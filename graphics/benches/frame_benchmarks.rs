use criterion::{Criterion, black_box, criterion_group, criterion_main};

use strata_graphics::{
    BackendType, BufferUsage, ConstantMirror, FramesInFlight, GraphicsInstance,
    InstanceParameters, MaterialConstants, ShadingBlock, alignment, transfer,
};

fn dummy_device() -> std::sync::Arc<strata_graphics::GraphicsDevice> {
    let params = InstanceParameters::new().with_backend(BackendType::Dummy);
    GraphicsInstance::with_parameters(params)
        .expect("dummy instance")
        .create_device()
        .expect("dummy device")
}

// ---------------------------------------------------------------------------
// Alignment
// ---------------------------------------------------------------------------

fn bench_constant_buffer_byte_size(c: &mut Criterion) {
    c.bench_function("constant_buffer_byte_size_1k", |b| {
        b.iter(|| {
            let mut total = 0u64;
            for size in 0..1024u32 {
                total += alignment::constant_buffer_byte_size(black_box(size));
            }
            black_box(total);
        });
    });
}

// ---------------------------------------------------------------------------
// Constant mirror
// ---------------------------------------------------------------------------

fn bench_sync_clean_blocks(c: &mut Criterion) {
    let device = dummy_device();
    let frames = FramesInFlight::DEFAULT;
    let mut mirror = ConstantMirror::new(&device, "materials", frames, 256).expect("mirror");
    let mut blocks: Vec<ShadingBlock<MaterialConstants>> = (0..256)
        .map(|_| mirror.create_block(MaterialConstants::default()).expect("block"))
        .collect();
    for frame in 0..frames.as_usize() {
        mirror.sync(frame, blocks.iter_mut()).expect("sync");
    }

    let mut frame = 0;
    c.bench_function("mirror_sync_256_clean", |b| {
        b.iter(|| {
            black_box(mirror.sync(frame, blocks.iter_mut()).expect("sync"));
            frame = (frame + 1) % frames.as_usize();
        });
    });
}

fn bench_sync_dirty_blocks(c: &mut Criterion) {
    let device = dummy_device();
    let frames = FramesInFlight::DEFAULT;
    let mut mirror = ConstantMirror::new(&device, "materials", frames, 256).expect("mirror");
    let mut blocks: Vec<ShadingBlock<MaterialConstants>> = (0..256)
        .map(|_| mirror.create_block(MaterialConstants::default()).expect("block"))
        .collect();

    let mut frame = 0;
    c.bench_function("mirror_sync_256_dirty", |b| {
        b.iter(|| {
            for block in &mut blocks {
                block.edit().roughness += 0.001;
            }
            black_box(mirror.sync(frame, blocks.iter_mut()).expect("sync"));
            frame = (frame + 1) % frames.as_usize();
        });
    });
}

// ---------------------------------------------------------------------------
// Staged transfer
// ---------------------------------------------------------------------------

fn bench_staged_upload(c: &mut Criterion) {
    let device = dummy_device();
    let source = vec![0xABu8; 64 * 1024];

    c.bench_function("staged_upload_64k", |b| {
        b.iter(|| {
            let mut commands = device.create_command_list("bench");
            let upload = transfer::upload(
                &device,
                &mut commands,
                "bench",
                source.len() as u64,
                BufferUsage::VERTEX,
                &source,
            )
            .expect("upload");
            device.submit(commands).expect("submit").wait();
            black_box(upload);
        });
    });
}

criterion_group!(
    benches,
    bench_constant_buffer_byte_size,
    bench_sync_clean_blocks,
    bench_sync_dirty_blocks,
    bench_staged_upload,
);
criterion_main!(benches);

==============================

Find each line above that contains "source", and copy those lines.

# FINISHED EXERCISE
    let source = vec![0xABu8; 64 * 1024];
                source.len() as u64,
                &source,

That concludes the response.